### What is expected
Copy every line below that has the word "impl" in it.

Records from a data source:
=== Begin Enclosure ===

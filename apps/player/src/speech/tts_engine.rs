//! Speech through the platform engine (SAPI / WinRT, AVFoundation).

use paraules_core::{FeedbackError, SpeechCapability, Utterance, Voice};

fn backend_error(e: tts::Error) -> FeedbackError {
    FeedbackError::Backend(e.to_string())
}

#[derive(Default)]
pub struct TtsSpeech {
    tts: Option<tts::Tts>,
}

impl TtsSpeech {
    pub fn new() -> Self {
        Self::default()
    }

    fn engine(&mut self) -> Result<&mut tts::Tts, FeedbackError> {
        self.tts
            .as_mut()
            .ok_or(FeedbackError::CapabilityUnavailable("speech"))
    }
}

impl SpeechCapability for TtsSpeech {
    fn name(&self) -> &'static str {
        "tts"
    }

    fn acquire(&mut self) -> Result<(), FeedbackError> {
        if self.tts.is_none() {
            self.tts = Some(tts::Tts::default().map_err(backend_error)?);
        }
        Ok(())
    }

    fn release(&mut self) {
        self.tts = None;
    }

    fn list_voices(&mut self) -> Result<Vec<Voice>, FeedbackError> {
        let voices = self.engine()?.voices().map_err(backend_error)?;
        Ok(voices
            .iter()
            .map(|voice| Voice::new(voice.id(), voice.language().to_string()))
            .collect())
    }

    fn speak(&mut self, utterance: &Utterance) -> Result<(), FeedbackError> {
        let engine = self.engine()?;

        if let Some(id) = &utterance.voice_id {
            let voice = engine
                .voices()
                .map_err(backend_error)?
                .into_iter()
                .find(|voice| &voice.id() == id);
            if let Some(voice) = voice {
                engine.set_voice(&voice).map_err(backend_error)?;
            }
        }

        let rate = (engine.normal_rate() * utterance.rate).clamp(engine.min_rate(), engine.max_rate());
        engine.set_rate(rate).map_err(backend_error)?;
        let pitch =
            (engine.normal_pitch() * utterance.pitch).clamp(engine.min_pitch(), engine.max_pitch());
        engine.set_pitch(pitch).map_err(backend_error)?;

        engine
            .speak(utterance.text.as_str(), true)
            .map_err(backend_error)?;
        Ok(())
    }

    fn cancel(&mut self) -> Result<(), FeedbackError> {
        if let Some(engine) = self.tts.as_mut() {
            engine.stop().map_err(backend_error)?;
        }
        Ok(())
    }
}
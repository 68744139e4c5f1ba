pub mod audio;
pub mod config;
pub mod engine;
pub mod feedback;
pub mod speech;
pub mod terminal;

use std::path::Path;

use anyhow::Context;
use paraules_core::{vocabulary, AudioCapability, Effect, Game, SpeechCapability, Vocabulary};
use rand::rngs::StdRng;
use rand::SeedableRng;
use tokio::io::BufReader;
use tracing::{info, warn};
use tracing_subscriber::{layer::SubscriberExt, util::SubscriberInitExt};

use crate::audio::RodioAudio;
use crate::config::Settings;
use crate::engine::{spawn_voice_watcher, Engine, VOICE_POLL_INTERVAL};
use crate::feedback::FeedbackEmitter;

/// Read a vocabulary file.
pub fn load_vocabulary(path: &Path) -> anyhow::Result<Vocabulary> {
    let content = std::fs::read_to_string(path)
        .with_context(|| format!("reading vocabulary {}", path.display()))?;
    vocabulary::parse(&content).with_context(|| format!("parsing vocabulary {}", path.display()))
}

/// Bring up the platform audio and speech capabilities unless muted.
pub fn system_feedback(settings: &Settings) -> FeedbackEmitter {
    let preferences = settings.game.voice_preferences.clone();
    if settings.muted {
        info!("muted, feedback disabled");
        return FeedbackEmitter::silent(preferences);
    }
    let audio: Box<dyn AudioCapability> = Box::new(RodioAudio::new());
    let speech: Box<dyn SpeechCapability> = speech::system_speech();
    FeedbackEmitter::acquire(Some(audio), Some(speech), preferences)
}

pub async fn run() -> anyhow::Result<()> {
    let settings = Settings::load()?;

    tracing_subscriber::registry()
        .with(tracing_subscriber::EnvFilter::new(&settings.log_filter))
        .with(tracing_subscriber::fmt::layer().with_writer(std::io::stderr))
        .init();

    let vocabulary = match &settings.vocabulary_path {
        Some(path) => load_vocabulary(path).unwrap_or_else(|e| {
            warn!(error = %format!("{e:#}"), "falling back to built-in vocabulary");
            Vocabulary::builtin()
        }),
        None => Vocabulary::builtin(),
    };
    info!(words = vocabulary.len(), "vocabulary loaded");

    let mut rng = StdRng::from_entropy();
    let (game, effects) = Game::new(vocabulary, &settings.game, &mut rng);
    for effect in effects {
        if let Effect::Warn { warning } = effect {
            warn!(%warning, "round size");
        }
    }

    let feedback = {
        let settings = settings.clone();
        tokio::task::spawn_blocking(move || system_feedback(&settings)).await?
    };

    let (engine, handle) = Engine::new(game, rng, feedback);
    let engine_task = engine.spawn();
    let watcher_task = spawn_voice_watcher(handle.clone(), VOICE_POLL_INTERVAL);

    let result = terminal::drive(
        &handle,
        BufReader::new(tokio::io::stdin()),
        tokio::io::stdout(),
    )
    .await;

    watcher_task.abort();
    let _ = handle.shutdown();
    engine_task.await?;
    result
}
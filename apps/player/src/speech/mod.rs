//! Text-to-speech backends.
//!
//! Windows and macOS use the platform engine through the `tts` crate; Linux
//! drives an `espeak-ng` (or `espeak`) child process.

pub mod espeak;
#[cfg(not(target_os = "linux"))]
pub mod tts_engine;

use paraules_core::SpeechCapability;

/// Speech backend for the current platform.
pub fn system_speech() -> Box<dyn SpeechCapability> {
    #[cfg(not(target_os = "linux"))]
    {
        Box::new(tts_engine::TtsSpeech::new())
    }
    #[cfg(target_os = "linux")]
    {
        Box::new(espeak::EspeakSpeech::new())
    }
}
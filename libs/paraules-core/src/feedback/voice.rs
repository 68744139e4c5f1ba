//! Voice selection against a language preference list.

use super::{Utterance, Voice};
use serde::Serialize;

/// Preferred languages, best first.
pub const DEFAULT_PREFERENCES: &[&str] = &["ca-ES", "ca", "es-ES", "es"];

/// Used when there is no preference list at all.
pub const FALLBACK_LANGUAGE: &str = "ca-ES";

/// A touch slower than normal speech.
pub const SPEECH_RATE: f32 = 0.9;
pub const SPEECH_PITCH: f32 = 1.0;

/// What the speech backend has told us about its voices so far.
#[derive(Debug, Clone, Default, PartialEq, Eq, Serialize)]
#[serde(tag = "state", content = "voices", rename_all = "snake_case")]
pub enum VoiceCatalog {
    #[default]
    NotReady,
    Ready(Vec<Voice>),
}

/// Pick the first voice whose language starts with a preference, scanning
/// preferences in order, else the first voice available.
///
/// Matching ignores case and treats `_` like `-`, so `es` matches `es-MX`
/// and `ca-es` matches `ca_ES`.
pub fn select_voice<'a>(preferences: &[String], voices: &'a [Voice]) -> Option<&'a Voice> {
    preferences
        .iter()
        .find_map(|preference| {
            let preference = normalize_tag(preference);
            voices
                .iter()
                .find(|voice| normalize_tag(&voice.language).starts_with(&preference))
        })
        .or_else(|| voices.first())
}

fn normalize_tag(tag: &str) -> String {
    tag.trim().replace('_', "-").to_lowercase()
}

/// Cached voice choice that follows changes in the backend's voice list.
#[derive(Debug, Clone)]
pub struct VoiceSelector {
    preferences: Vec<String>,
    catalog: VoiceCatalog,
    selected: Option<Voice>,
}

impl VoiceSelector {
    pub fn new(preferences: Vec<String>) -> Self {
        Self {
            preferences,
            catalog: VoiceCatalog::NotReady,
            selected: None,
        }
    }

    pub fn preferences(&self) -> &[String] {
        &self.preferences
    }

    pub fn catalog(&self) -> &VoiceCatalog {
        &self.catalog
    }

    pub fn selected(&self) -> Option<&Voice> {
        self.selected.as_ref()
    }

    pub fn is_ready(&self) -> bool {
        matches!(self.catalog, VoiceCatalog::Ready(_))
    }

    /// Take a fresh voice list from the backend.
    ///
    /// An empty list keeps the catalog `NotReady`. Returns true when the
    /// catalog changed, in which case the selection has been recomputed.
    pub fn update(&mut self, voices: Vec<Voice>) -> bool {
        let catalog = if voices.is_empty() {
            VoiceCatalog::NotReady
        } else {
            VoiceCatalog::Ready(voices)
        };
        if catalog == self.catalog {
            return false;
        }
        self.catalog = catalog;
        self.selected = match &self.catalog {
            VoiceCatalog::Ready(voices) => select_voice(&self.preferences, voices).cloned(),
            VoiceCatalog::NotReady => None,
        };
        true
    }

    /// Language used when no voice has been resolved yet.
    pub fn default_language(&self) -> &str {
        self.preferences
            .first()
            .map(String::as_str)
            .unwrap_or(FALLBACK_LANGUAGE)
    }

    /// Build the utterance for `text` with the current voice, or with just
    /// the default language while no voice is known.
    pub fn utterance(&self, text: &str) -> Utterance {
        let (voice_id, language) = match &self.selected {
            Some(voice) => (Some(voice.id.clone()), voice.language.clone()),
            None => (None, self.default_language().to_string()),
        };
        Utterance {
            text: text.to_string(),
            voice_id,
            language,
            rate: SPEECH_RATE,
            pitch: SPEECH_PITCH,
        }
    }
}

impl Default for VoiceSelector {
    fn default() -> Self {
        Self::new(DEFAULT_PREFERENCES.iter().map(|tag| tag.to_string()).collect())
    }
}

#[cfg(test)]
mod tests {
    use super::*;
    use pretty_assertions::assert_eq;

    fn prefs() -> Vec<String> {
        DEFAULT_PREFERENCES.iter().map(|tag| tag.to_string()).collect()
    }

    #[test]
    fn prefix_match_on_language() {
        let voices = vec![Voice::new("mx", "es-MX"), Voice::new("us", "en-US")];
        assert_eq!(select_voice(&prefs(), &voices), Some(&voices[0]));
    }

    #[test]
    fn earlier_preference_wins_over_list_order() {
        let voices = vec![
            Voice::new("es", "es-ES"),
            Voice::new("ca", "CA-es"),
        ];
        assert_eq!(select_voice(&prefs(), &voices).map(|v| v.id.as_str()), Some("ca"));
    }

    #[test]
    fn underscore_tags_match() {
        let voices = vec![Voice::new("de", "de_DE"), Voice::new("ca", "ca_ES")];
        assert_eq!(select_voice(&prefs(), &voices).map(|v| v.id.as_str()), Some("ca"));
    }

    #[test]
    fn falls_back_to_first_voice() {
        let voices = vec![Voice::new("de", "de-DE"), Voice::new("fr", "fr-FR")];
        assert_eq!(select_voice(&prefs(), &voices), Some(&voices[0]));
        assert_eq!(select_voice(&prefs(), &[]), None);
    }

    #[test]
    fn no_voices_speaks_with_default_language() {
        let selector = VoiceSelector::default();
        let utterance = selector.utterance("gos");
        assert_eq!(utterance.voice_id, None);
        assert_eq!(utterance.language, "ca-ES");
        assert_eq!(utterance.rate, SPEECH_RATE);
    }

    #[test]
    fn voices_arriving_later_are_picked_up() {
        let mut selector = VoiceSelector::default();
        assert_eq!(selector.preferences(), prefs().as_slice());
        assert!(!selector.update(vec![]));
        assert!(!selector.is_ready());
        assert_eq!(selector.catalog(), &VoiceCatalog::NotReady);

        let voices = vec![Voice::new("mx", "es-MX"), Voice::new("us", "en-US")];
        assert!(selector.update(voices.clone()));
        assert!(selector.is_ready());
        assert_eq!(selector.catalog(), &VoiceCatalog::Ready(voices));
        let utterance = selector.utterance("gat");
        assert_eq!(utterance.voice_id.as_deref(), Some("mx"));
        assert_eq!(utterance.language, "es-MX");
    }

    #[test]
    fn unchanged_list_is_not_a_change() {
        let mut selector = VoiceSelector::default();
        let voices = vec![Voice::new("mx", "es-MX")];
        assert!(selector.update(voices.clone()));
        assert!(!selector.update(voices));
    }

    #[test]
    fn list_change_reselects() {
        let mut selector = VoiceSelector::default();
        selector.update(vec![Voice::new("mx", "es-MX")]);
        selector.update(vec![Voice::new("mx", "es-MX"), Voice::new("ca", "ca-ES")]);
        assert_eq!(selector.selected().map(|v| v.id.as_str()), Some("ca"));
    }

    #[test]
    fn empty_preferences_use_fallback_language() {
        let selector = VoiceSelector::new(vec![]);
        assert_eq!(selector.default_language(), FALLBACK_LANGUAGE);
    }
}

=== End Enclosure ===

### Reply to the exercise
impl TtsSpeech {
impl SpeechCapability for TtsSpeech {
impl VoiceSelector {
impl Default for VoiceSelector {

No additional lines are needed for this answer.